In the entries below, find the line with "are sent unchanged." and the line with "pub fn coerce_chunk_overlap(input: &str)". Reproduce those two lines and every line between them exactly, and nothing more.

==== EXERCISE DATA

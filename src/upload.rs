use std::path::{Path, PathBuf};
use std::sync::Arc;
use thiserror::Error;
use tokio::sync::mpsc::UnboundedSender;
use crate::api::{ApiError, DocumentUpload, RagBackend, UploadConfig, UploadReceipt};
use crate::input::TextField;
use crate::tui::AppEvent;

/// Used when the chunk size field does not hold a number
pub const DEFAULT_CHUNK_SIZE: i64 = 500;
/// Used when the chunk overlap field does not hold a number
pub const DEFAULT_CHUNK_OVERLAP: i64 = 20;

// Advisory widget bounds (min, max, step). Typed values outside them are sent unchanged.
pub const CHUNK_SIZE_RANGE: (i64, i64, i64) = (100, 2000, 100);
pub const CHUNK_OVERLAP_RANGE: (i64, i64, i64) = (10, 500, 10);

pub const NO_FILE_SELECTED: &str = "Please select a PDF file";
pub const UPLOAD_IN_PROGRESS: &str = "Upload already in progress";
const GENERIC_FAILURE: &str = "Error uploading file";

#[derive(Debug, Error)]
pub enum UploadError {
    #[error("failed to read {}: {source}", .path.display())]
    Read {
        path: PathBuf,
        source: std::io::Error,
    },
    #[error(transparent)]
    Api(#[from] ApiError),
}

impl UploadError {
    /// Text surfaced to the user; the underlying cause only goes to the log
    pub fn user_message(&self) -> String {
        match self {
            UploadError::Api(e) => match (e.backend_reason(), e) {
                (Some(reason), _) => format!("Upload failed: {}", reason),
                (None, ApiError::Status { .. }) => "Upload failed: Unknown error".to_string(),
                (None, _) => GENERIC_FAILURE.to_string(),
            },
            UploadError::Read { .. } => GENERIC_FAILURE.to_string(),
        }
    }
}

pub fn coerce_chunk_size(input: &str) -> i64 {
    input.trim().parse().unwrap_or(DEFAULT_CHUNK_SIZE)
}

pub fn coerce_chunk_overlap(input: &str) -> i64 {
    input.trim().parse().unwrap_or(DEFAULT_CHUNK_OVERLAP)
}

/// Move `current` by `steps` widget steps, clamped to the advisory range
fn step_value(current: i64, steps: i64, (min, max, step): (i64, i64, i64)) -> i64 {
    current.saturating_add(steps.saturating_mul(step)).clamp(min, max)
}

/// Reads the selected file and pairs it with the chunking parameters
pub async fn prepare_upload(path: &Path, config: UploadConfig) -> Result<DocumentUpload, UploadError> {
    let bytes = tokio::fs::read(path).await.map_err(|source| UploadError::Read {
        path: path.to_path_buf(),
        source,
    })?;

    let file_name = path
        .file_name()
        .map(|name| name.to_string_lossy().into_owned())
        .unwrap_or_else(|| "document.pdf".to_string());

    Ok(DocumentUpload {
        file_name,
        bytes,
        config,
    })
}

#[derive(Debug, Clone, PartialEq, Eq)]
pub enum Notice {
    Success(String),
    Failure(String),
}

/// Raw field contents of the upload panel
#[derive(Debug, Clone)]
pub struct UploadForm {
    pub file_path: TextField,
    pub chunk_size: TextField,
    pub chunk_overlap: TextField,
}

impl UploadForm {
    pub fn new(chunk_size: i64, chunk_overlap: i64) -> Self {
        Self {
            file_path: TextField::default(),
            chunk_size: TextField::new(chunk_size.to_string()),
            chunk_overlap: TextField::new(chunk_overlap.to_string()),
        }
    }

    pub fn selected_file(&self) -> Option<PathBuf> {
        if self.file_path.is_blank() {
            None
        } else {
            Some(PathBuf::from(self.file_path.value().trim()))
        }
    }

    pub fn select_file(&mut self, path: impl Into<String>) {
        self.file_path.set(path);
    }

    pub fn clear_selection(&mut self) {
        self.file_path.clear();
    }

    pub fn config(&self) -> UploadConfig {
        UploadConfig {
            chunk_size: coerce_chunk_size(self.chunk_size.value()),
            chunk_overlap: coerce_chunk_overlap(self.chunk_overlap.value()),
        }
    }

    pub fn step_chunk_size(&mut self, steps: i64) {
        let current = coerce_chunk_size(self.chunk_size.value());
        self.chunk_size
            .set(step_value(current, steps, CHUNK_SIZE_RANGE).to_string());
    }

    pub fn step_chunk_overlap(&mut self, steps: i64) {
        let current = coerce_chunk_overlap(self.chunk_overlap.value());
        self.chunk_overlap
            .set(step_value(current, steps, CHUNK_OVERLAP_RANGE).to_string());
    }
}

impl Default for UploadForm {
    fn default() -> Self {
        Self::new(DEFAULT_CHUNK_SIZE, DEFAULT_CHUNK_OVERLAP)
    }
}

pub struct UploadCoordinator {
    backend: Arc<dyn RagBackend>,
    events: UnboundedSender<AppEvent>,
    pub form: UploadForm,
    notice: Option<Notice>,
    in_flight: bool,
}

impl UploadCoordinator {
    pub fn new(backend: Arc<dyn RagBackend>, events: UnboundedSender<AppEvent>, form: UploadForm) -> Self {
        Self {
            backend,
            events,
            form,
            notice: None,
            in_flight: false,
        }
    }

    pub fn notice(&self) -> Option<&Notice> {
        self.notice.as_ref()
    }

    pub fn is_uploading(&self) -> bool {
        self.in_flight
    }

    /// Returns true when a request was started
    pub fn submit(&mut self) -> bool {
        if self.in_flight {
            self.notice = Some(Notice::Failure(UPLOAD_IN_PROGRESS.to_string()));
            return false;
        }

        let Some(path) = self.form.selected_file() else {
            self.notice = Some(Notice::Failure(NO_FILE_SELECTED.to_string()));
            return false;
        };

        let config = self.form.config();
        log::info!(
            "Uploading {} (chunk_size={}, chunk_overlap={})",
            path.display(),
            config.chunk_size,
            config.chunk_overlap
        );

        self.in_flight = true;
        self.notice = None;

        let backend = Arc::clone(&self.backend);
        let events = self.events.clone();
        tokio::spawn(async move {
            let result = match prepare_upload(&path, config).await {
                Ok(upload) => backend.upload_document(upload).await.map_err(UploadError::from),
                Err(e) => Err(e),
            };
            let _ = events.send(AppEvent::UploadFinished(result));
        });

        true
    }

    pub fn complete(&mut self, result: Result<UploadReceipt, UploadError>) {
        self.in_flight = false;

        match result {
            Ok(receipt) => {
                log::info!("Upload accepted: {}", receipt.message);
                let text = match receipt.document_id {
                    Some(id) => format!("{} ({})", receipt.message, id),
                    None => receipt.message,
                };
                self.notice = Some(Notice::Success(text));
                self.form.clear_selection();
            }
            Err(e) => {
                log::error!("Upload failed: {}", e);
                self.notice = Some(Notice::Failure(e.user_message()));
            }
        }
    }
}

========

* RESULT OF THE TASK
// Advisory widget bounds (min, max, step). Typed values outside them are sent unchanged.
pub const CHUNK_SIZE_RANGE: (i64, i64, i64) = (100, 2000, 100);
pub const CHUNK_OVERLAP_RANGE: (i64, i64, i64) = (10, 500, 10);

pub const NO_FILE_SELECTED: &str = "Please select a PDF file";
pub const UPLOAD_IN_PROGRESS: &str = "Upload already in progress";
const GENERIC_FAILURE: &str = "Error uploading file";

#[derive(Debug, Error)]
pub enum UploadError {
    #[error("failed to read {}: {source}", .path.display())]
    Read {
        path: PathBuf,
        source: std::io::Error,
    },
    #[error(transparent)]
    Api(#[from] ApiError),
}

impl UploadError {
    /// Text surfaced to the user; the underlying cause only goes to the log
    pub fn user_message(&self) -> String {
        match self {
            UploadError::Api(e) => match (e.backend_reason(), e) {
                (Some(reason), _) => format!("Upload failed: {}", reason),
                (None, ApiError::Status { .. }) => "Upload failed: Unknown error".to_string(),
                (None, _) => GENERIC_FAILURE.to_string(),
            },
            UploadError::Read { .. } => GENERIC_FAILURE.to_string(),
        }
    }
}

pub fn coerce_chunk_size(input: &str) -> i64 {
    input.trim().parse().unwrap_or(DEFAULT_CHUNK_SIZE)
}

pub fn coerce_chunk_overlap(input: &str) -> i64 {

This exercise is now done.